L'Echo de la Fabrique : 7 juillet 1833 - Numéro 27

Tribunal de Commerce.

Mardi dernier, une cause importante pour la classe ouvrière, celle du sieur Berger contre la faillite Colin, a été appelée au tribunal de commerce et renvoyée au 16 de ce mois.

Les lecteurs se souviennent que Berger fit assigner le sieur Colin pour l’audience du 18 avril dernier (Voyez l’Echo, n° 16, pag. 127, Conseil des prud’hommes), en paiement du montant de ses façons ; Colin soutint n’avoir refusé de l’argent à Berger que par suite du refus de ce dernier de rendre les cartons, et s’engagea à payer à leur réception. – Berger répondit en déclarant n’avoir retenu les cartons qu’après avoir essuyé plusieurs refus de paiement, et pour obtenir plus vite ce qui lui était dû, il offrait encore de remettre ces cartons au greffe jusqu’à ce qu’il reçût son argent. – Mais le conseil, ou pour mieux dire le sieur Goujon, sans consulter ses collègues, ordonna à Berger de rendre les cartons. Nous fîmes observer alors combien ce jugement était peu raisonnable. Nous avons reproduit cette observation dans un article inséré dans un de nos derniers numéros (V. l’Echo, n° 24, p. 194), c’est pourquoi nous n’y reviendrons pas.

Qu’est-il arrivé ? ce que nous avions prévu. Berger, obligé de rendre ce qui lui servait de gage, n’a pas été payé ; il est parvenu seulement, à grand’peine, à recevoir un à-compte. Le délai qu’il avait été forcé d’accorder venait d’échoir, lorsque la maison Colin, sentant sa prochaine déconfiture, eut la pudeur de ne pas vouloir profiter davantage du bénéfice d’un jugement rendu, nous l’avons su depuis, dans l’ignorance du droit rigoureux des ouvriers, ignorance qui ne nous surprend pas de la part d’un homme qui a ressuscité au conseil des prud’hommes la doctrine de Fouquier-Tinville d’odieuse mémoire, sur le droit sacré de la défense. La maison Colin rendit donc à Berger le gage de sa créance, afin qu’il pût, le cas échéant, exercer utilement son privilége. Ce chef d’atelier se croyait à l’abri de toute recherche, lorsqu’une assignation au tribunal de commerce, donnée à la requête de MM. Clément Reyre, négociant, prud’homme démissionnaire, Dumont et Benjamin Roland, syndics de la faillite, est venue troubler sa sécurité. Nous devons espérer que le tribunal lui donnera gain de cause et réparera par-là [5.1]l’erreur du conseil des prud’hommes. Me Dubié, avocat, est chargé de la défense de Berger.

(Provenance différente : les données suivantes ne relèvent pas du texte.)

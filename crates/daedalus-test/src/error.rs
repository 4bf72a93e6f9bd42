//! Test error types.

use daedalus_core::DaedalusError;
use thiserror::Error;

/// Errors that can occur while building fixtures or running them.
#[derive(Debug, Error)]
pub enum TestError {
    /// A fixture could not be turned into a document.
    #[error("Fixture error: {0}")]
    Fixture(String),

    /// JSON serialization/deserialization failed.
    #[error("JSON error: {0}")]
    Json(#[from] serde_json::Error),

    /// Simulation, validation or code generation failed.
    #[error("Engine error: {0}")]
    Engine(#[from] DaedalusError),
}

impl TestError {
    /// Creates a fixture error.
    pub fn fixture(message: impl Into<String>) -> Self {
        Self::Fixture(message.into())
    }
}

Nous avons remarqué, avec plaisir, que Me Augier, avocat, a plaidé au commencement de la grande audience pour un sieur D...., sans être revêtu de la robe distinctive de sa profession. Nous signalons ce fait comme une amélioration. Tous les citoyens sont égaux ; que signifient dès lors ces costumes dont s’affublent certaines corporations privilégiées. Depuis Molière les médecins n’en portent plus. Il est bien temps que le barreau suive cet exemple. Nous félicitons Me Augier de l’avoir donné à ses confrères. Ceux-ci auront sans doute le bon esprit de le suivre, au moins au tribunal de commerce où aucune prescription légale ne vient enchaîner leur libre arbitre.